Mutter Natur wird uns in der kommenden Woche in New York City klassisches Thanksgiving-Wetter bescheren – erwarten Sie knackige, kühle und fabelhafte Bedingungen zum Beobachten der Parade. Aber wenn Sie zu den 82 Millionen Amerikanern gehören, die nächste Woche zum Truthahnessen verreisen, haben Sie vielleicht nicht so viel Glück.
Die Langfrist-Experten von AccuWeather wollen uns leider einen Strich durch die Rechnung machen und kündigen für die kommende Woche eine Reihe von Stürmen an, die Regen, Schnee, Windböen und Nebel mit sich bringen und die Reisepläne für die Feiertage ernsthaft durchkreuzen könnten. Paul Pastelok, leitender Experte für Langfristprognosen bei AccuWeather, erklärte:
Stürme könnten in den Tagen vor Thanksgiving zu erheblichen Reiseproblemen führen. Wer auf den Autobahnen unterwegs ist, sollte sich in Teilen des Mittleren Westens und des Nordwestens auf schneereiche Bedingungen einstellen. Autofahrer könnten auf Regen und Nebel stoßen, wenn die Stürme vor dem Thanksgiving Day von der Mitte der USA in den Nordosten ziehen.

Vorhersage für die Thanksgiving-Woche
Schlechte Reisebedingungen werden zu Beginn der Feiertagswoche am Montag, dem 24. November, erwartet, allerdings nur in Teilen der südlichen Ebenen und des Nordwestens.
Zu diesen Bedingungen gehören Stürme, Schnee, böige Winde und Nebel, die zu Flugverspätungen und -ausfällen führen können – vor allem, wenn große Drehkreuze wie Dallas, Minneapolis, Chicago, Atlanta oder New York betroffen sind.
Bis Dienstag, den 25. November, werden wahrscheinlich überall vom östlichen Texas bis nach Indiana und Kentucky sowie in Teilen des oberen Mittelwestens schlechte Reisebedingungen herrschen. Reisende, die über Chicago, Nashville, St. Louis, Houston, Minneapolis und möglicherweise Pittsburgh fliegen, könnten beeinträchtigt werden.
Am Dienstag und in der Nacht zum Mittwoch könnte kalte Luft, die von Kanada aus nach Süden strömt, an den nordöstlichen Hängen der Rocky Mountains und der High Plains von Montana bis Wyoming, im Westen Nebraskas und in Colorado Schnee bringen.

Für Mittwoch, den 26. November, werden in Teilen von Michigan schlechte Reisebedingungen erwartet, während im Osten der USA Regen, Glätte und schlechte Sicht den Verkehr auf verstopften Autobahnen behindern könnten . erklärte Pastelok:
Der Sturm wird auf seinem Weg von den Zentralstaaten in den Nordosten etwas von seiner Intensität und Feuchtigkeit verlieren, aber angesichts des Reiseaufkommens können selbst einige Stunden Regen zu erheblichen Problemen auf den Straßen und Landebahnen von Washington, D.C., nach Philadelphia, New York City und Boston führen.
Darüber hinaus könnten die Gewitter am Mittwoch im Südosten zu Verspätungen an stark frequentierten Verkehrsknotenpunkten wie Atlanta und Charlotte führen.
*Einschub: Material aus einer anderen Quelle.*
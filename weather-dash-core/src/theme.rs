//! Persisted light/dark preference.

use std::fmt;

use crate::{store::PreferenceStore, ui::WeatherUi};

/// Storage key of the theme preference.
pub const THEME_KEY: &str = "theme";

#[derive(Debug, Clone, Copy, PartialEq, Eq, Hash, Default)]
pub enum ThemePreference {
    Light,
    #[default]
    Dark,
}

impl ThemePreference {
    pub fn as_str(&self) -> &'static str {
        match self {
            ThemePreference::Light => "light",
            ThemePreference::Dark => "dark",
        }
    }

    pub fn toggled(self) -> Self {
        match self {
            ThemePreference::Light => ThemePreference::Dark,
            ThemePreference::Dark => ThemePreference::Light,
        }
    }

    /// Anything other than "light" means dark.
    pub fn from_stored(value: Option<&str>) -> Self {
        value.and_then(|v| Self::try_from(v).ok()).unwrap_or_default()
    }
}

impl fmt::Display for ThemePreference {
    fn fmt(&self, f: &mut fmt::Formatter<'_>) -> fmt::Result {
        f.write_str(self.as_str())
    }
}

impl TryFrom<&str> for ThemePreference {
    type Error = anyhow::Error;

    fn try_from(value: &str) -> Result<Self, Self::Error> {
        match value.trim().to_lowercase().as_str() {
            "light" => Ok(ThemePreference::Light),
            "dark" => Ok(ThemePreference::Dark),
            _ => Err(anyhow::anyhow!("Unknown theme '{value}'. Supported themes: light, dark.")),
        }
    }
}

/// Icon and label of the toggle; both describe the mode a click switches to.
#[derive(Debug, Clone, Copy, PartialEq, Eq)]
pub struct ThemeControl {
    pub icon: &'static str,
    pub label: &'static str,
}

impl ThemeControl {
    pub fn for_theme(theme: ThemePreference) -> Self {
        match theme {
            ThemePreference::Light => ThemeControl { icon: "☾", label: "Dark Mode" },
            ThemePreference::Dark => ThemeControl { icon: "☀", label: "Light Mode" },
        }
    }
}

/// Reads, applies and flips the persisted theme.
#[derive(Debug)]
pub struct ThemeManager<P> {
    store: P,
    current: ThemePreference,
}

impl<P: PreferenceStore> ThemeManager<P> {
    pub fn new(store: P) -> Self {
        Self { store, current: ThemePreference::default() }
    }

    pub fn current(&self) -> ThemePreference {
        self.current
    }

    pub fn store(&self) -> &P {
        &self.store
    }

    /// Apply the stored preference, defaulting to dark.
    pub fn load_theme<U: WeatherUi + ?Sized>(&mut self, ui: &mut U) -> ThemePreference {
        let stored = match self.store.get_item(THEME_KEY) {
            Ok(value) => value,
            Err(err) => {
                tracing::warn!(error = %format!("{err:#}"), "Theme preference unreadable, using default");
                None
            }
        };

        self.current = ThemePreference::from_stored(stored.as_deref());
        self.apply(ui);
        self.current
    }

    /// Flip the mode, persist it and apply it.
    pub fn toggle_theme<U: WeatherUi + ?Sized>(&mut self, ui: &mut U) -> ThemePreference {
        self.current = self.current.toggled();

        if let Err(err) = self.store.set_item(THEME_KEY, self.current.as_str()) {
            tracing::warn!(
                theme = %self.current,
                error = %format!("{err:#}"),
                "Failed to persist theme preference"
            );
        }

        self.apply(ui);
        self.current
    }

    fn apply<U: WeatherUi + ?Sized>(&self, ui: &mut U) {
        tracing::debug!(theme = %self.current, "Applying theme");
        ui.apply_theme(self.current, &ThemeControl::for_theme(self.current));
    }
}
In der Region der Großen Seen wird es stürmisch sein und teilweise schneien, und vom Ohio Valley bis zu den Appalachen sind Regen- und Schneeschauer möglich.

Vorhersage für den Erntedanktag
Glücklicherweise sollte sich die Lage bis zum Thanksgiving Day, Donnerstag, 27. November, weitgehend beruhigen.
Die Paraden in New York City und Philadelphia werden wahrscheinlich trocken und leicht windig sein. Pastelok erklärte:
Zum jetzigen Zeitpunkt gehen wir davon aus, dass die starken Winde hinter der Front in New York City bis zum Nachmittag oder Abend anhalten werden und für die großen Ballons am Thanksgiving-Morgen relativ schwach sein dürften. Wenn die Front jedoch schneller ist, könnte der Wind schon früher auffrischen.
Die Temperaturen in New York City dürften bei kühlen 52 Grad liegen – RealFeel erwartet etwas kühlere 49 Grad – und es wird abwechselnd Wolken und Sonnenschein geben.

TL;DR
Wenn Sie an diesem Thanksgiving über den Fluss und durch die Wälder reisen, sollten Sie sich auf einige Stürme einstellen, die auf Ihrer Reise für Verwüstung sorgen könnten.
Wenn Sie jedoch in New York City bleiben, können Sie sich auf einen herrlich frischen Tag einstellen, an dem Sie die Parade beobachten können. Stellen Sie nur sicher, dass Sie Ihren Puffermantel anhaben und warmen Glühwein an Deck haben.